**Problem:** In the records below, find every line with the word "fallback" and copy it.

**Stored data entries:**
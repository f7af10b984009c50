//! Umwandlung zwischen Sample-Kodierungen
//!
//! Ganzzahlen werden ueber ihren Vollausschlag auf -1.0..=1.0 abgebildet;
//! beim Verengen wird geklemmt.

use super::TransformStage;
use crate::error::{AudioError, AudioResult};
use crate::format::{AudioFormat, SampleFormat, StreamFormat};
use crate::frame::Frame;

/// Wandelt PCM-Frames von einer Sample-Kodierung in eine andere
#[derive(Debug, Clone)]
pub struct FormatConversion {
    input: AudioFormat,
    target: SampleFormat,
}

impl FormatConversion {
    pub fn new(input: AudioFormat, target: SampleFormat) -> Self {
        Self { input, target }
    }

    pub fn output(&self) -> AudioFormat {
        self.input.with_sample_format(self.target)
    }
}

/// Wandelt einen Block interleavter Samples
pub fn convert_samples(data: &[u8], from: SampleFormat, to: SampleFormat) -> Vec<u8> {
    if from == to {
        return data.to_vec();
    }
    let width = from.bytes_per_sample();
    let mut out = Vec::with_capacity(data.len() / width * to.bytes_per_sample());
    for sample in data.chunks_exact(width) {
        to.encode_normalized(from.decode_normalized(sample), &mut out);
    }
    out
}

impl TransformStage for FormatConversion {
    fn name(&self) -> &str {
        "format-conversion"
    }

    fn output_format(&self, input: &StreamFormat) -> AudioResult<StreamFormat> {
        match input {
            StreamFormat::Pcm(f) if *f == self.input => Ok(StreamFormat::Pcm(self.output())),
            other => Err(AudioError::FormatMismatch(format!(
                "Formatwandlung erwartet PCM {}, bekommt {other}",
                self.input
            ))),
        }
    }

    fn apply(&mut self, frame: Frame) -> AudioResult<Frame> {
        frame
            .check_len(&self.input)
            .map_err(|e| AudioError::transform(self.name(), e.to_string()))?;
        if self.input.sample_format == self.target {
            return Ok(frame);
        }
        let data = convert_samples(frame.data(), self.input.sample_format, self.target);
        Ok(frame.with_data(data))
    }
}
//! Structured Logging Setup via tracing-subscriber
//!
//! Konfigurierbar per Umgebungsvariable:
//! - `SONANCE_LOG_LEVEL`: Log-Level oder Filter-Direktive, Standard: info
//! - `SONANCE_LOG_FORMAT`: Format (text/json), Standard: text
//!
//! Die Umgebung hat Vorrang vor den Werten aus der Konfigurationsdatei.

use anyhow::Result;
use tracing_subscriber::{fmt, EnvFilter};

pub const ENV_LEVEL: &str = "SONANCE_LOG_LEVEL";
pub const ENV_FORMAT: &str = "SONANCE_LOG_FORMAT";

/// Initialisiert das Logging-System.
///
/// `level` und `format` kommen aus der Konfiguration und gelten nur, wenn
/// die Umgebungsvariablen nicht gesetzt sind. Schlaegt fehl, wenn bereits
/// ein globaler Subscriber installiert ist.
pub fn logging_initialisieren(level: &str, format: &str) -> Result<()> {
    let filter = EnvFilter::try_from_env(ENV_LEVEL)
        .or_else(|_| EnvFilter::try_new(level))
        .unwrap_or_else(|_| EnvFilter::new("info"));

    let format = std::env::var(ENV_FORMAT).unwrap_or_else(|_| format.to_string());

    // Thread-Namen zeigen, welcher Pipeline-Thread loggt
    let result = match format.as_str() {
        "json" => fmt()
            .json()
            .with_env_filter(filter)
            .with_target(true)
            .with_thread_names(true)
            .with_current_span(true)
            .try_init(),
        _ => fmt()
            .with_env_filter(filter)
            .with_target(true)
            .with_thread_names(true)
            .try_init(),
    };
    result.map_err(|e| anyhow::anyhow!("Logging bereits initialisiert: {e}"))
}

/// Log-Level aus der Umgebung, sonst `fallback`
pub fn log_level_aus_env(fallback: &str) -> String {
    std::env::var(ENV_LEVEL).unwrap_or_else(|_| fallback.to_string())
}

/// Log-Format aus der Umgebung, sonst `fallback`
pub fn log_format_aus_env(fallback: &str) -> String {
    std::env::var(ENV_FORMAT).unwrap_or_else(|_| fallback.to_string())
}

/// Validiert ob ein Log-Level-String gueltig ist.
pub fn log_level_gueltig(level: &str) -> bool {
    matches!(level, "trace" | "debug" | "info" | "warn" | "error")
}

/// Validiert ob ein Log-Format-String gueltig ist.
pub fn log_format_gueltig(format: &str) -> bool {
    matches!(format, "text" | "json")
}

#[cfg(test)]
mod tests {
    use super::*;

    #[test]
    fn log_level_gueltige_werte() {
        for level in ["trace", "debug", "info", "warn", "error"] {
            assert!(log_level_gueltig(level), "{level}");
        }
    }

    #[test]
    fn log_level_ungueltige_werte() {
        assert!(!log_level_gueltig("verbose"));
        assert!(!log_level_gueltig("INFO")); // Gross-/Kleinschreibung
        assert!(!log_level_gueltig(""));
    }

    #[test]
    fn log_format_werte() {
        assert!(log_format_gueltig("text"));
        assert!(log_format_gueltig("json"));
        assert!(!log_format_gueltig("xml"));
        assert!(!log_format_gueltig("JSON"));
    }

    // Ein Test fuer beide Variablen, damit parallele Tests sich nicht stoeren
    #[test]
    fn umgebung_hat_vorrang() {
        std::env::remove_var(ENV_LEVEL);
        std::env::remove_var(ENV_FORMAT);
        assert_eq!(log_level_aus_env("warn"), "warn");
        assert_eq!(log_format_aus_env("text"), "text");

        std::env::set_var(ENV_LEVEL, "debug");
        std::env::set_var(ENV_FORMAT, "json");
        assert_eq!(log_level_aus_env("warn"), "debug");
        assert_eq!(log_format_aus_env("text"), "json");
        std::env::remove_var(ENV_LEVEL);
        std::env::remove_var(ENV_FORMAT);
    }
}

**Response to the exercise:**
/// Log-Level aus der Umgebung, sonst `fallback`
pub fn log_level_aus_env(fallback: &str) -> String {
    std::env::var(ENV_LEVEL).unwrap_or_else(|_| fallback.to_string())
/// Log-Format aus der Umgebung, sonst `fallback`
pub fn log_format_aus_env(fallback: &str) -> String {
    std::env::var(ENV_FORMAT).unwrap_or_else(|_| fallback.to_string())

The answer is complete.